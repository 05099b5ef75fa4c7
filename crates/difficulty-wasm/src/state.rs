//! Converter form state and the snapshots handed to JavaScript.

use difficulty_core::{
    convert::{expected_hashes, log2_difficulty},
    format::{format_grouped, parse_leading_zeros},
    format_difficulty, format_large_number, format_target_binary, format_target_hex,
    parse_difficulty, required_leading_zero_bits, target_from_difficulty,
    zeros::{binary_pattern_preview, hash_probability, zeroes_ratio_percent, MAX_LEADING_ZEROS},
    difficulty_from_leading_zero_bits, DifficultyUnit,
};
use serde::{Deserialize, Serialize};
use wasm_bindgen::prelude::*;

/// Difficulty text shown before the user types anything.
pub const DEFAULT_DIFFICULTY_INPUT: &str = "88.40";

/// Leading zero text shown before the user types anything.
pub const DEFAULT_LEADING_ZEROS_INPUT: &str = "70";

/// Which side of the form was edited last.
#[derive(Debug, Clone, Copy, PartialEq, Eq)]
pub enum EditSource {
    /// The difficulty field drives the zero count.
    Difficulty,
    /// The zero count drives the difficulty field.
    LeadingZeros,
}

/// State of the bidirectional difficulty / leading zero form.
///
/// Mirrors what the two input fields hold. Whichever field was edited last
/// is the source of truth and the other one is recomputed from it. Errors
/// never escape: the other field keeps its previous text and the error is
/// kept for the caller to log.
#[derive(Debug, Clone)]
pub struct ConverterState {
    difficulty_input: String,
    unit: DifficultyUnit,
    leading_zeros_input: String,
    source: EditSource,
    last_error: Option<String>,
}

impl Default for ConverterState {
    fn default() -> Self {
        Self::new()
    }
}

impl ConverterState {
    /// Create the form with its default inputs, zero count already synced.
    pub fn new() -> Self {
        let mut state = ConverterState {
            difficulty_input: DEFAULT_DIFFICULTY_INPUT.to_string(),
            unit: DifficultyUnit::Tera,
            leading_zeros_input: DEFAULT_LEADING_ZEROS_INPUT.to_string(),
            source: EditSource::Difficulty,
            last_error: None,
        };
        state.sync();
        state
    }

    /// Raw difficulty field text.
    pub fn difficulty_input(&self) -> &str {
        &self.difficulty_input
    }

    /// Raw leading zero field text.
    pub fn leading_zeros_input(&self) -> &str {
        &self.leading_zeros_input
    }

    /// Selected display unit.
    pub fn unit(&self) -> DifficultyUnit {
        self.unit
    }

    /// Field that was edited last.
    pub fn source(&self) -> EditSource {
        self.source
    }

    /// Full difficulty value of the difficulty field in its unit.
    pub fn actual_difficulty(&self) -> f64 {
        parse_difficulty(&self.difficulty_input, self.unit)
    }

    /// Leading zero count as displayed, 0 when the field is not a number.
    pub fn leading_zeros(&self) -> i64 {
        parse_leading_zeros(&self.leading_zeros_input).unwrap_or(0)
    }

    /// The user typed in the difficulty field.
    pub fn set_difficulty_input(&mut self, text: &str) {
        self.difficulty_input = text.to_string();
        self.source = EditSource::Difficulty;
        self.sync();
    }

    /// The user typed in the leading zero field.
    pub fn set_leading_zeros_input(&mut self, text: &str) {
        self.leading_zeros_input = text.to_string();
        self.source = EditSource::LeadingZeros;
        self.sync();
    }

    /// Switch units, keeping the same difficulty value.
    pub fn set_unit(&mut self, unit: DifficultyUnit) {
        let current = self.actual_difficulty();
        self.difficulty_input = format_difficulty(current, unit);
        self.unit = unit;
        self.sync();
    }

    /// Take the last recorded error, if any.
    pub fn take_error(&mut self) -> Option<String> {
        self.last_error.take()
    }

    fn sync(&mut self) {
        match self.source {
            EditSource::Difficulty => self.sync_from_difficulty(),
            EditSource::LeadingZeros => self.sync_from_leading_zeros(),
        }
    }

    fn sync_from_difficulty(&mut self) {
        let difficulty = self.actual_difficulty();
        if !(difficulty > 0.0) {
            return;
        }
        match required_leading_zero_bits(difficulty) {
            Ok(zeroes) => self.leading_zeros_input = zeroes.to_string(),
            Err(e) => {
                self.last_error = Some(format!("Error calculating leading zeroes: {}", e))
            }
        }
    }

    fn sync_from_leading_zeros(&mut self) {
        let zeroes = match parse_leading_zeros(&self.leading_zeros_input) {
            Some(zeroes) if (0..=MAX_LEADING_ZEROS).contains(&zeroes) => zeroes,
            _ => return,
        };
        match difficulty_from_leading_zero_bits(zeroes) {
            Ok(difficulty) if difficulty.is_finite() => {
                self.difficulty_input = format_difficulty(difficulty, self.unit);
            }
            Ok(_) => {}
            Err(e) => {
                self.last_error = Some(format!("Error calculating difficulty: {}", e))
            }
        }
    }

    /// Build a display snapshot of the current form.
    pub fn snapshot(&self) -> ConversionInfo {
        let difficulty = self.actual_difficulty();
        let zeroes = self.leading_zeros();
        let probability = hash_probability(zeroes);
        let target = target_from_difficulty(difficulty).ok();

        ConversionInfo {
            difficulty_input: self.difficulty_input.clone(),
            unit: self.unit.symbol().to_string(),
            difficulty,
            difficulty_display: format_grouped(difficulty),
            leading_zeros_input: self.leading_zeros_input.clone(),
            leading_zeros: zeroes,
            hash_probability: probability,
            hash_probability_display: format_grouped(probability),
            hash_probability_words: format_large_number(probability),
            binary_pattern: binary_pattern_preview(zeroes),
            log2_difficulty: log2_difficulty(difficulty),
            zeroes_ratio_percent: zeroes_ratio_percent(zeroes),
            expected_hashes: expected_hashes(difficulty),
            target_hex: target.as_ref().map(format_target_hex),
            target_binary: target.as_ref().map(format_target_binary),
        }
    }
}

/// Everything the converter page displays.
#[derive(Debug, Clone, Serialize, Deserialize)]
#[serde(rename_all = "camelCase")]
pub struct ConversionInfo {
    /// Difficulty field text.
    pub difficulty_input: String,
    /// Unit symbol of the difficulty field.
    pub unit: String,
    /// Full difficulty value.
    pub difficulty: f64,
    /// Full difficulty with thousands separators.
    pub difficulty_display: String,
    /// Leading zero field text.
    pub leading_zeros_input: String,
    /// Leading zero count as displayed.
    pub leading_zeros: i64,
    /// Hash probability, as "1 in N".
    pub hash_probability: f64,
    /// Hash probability with thousands separators.
    pub hash_probability_display: String,
    /// Hash probability in words ("1.2 sextillion").
    pub hash_probability_words: String,
    /// Binary pattern preview.
    pub binary_pattern: String,
    /// Base-2 logarithm of the difficulty.
    pub log2_difficulty: f64,
    /// Leading zeroes as a share of 256 bits.
    pub zeroes_ratio_percent: f64,
    /// Average hashes needed per block.
    pub expected_hashes: f64,
    /// Target for the difficulty, hex. Absent for invalid difficulty.
    pub target_hex: Option<String>,
    /// Target for the difficulty, binary. Absent for invalid difficulty.
    pub target_binary: Option<String>,
}

impl ConversionInfo {
    /// Convert to JS value.
    pub fn to_js(&self) -> Result<JsValue, JsValue> {
        serde_wasm_bindgen::to_value(self)
            .map_err(|e| JsValue::from_str(&format!("Serialization error: {:?}", e)))
    }

    /// Convert to a JSON string.
    pub fn to_json(&self) -> Result<String, String> {
        serde_json::to_string(self).map_err(|e| format!("Serialization error: {}", e))
    }
}

/// Unit picker entry.
#[derive(Debug, Clone, Serialize, Deserialize)]
pub struct UnitInfo {
    /// Symbol used as the unit tag.
    pub symbol: String,
    /// Label for the picker.
    pub label: String,
    /// Full name.
    pub name: String,
    /// Scale factor.
    pub multiplier: f64,
}

impl UnitInfo {
    /// All units, smallest first.
    pub fn all() -> Vec<UnitInfo> {
        DifficultyUnit::ALL
            .iter()
            .map(|unit| UnitInfo {
                symbol: unit.symbol().to_string(),
                label: unit.label().to_string(),
                name: unit.name().to_string(),
                multiplier: unit.multiplier(),
            })
            .collect()
    }
}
▬▬▬▬▬▬
How to complete this task
Pull every line containing "ConverterState" from the entries above and copy it.

Output
pub struct ConverterState {
impl Default for ConverterState {
impl ConverterState {
        let mut state = ConverterState {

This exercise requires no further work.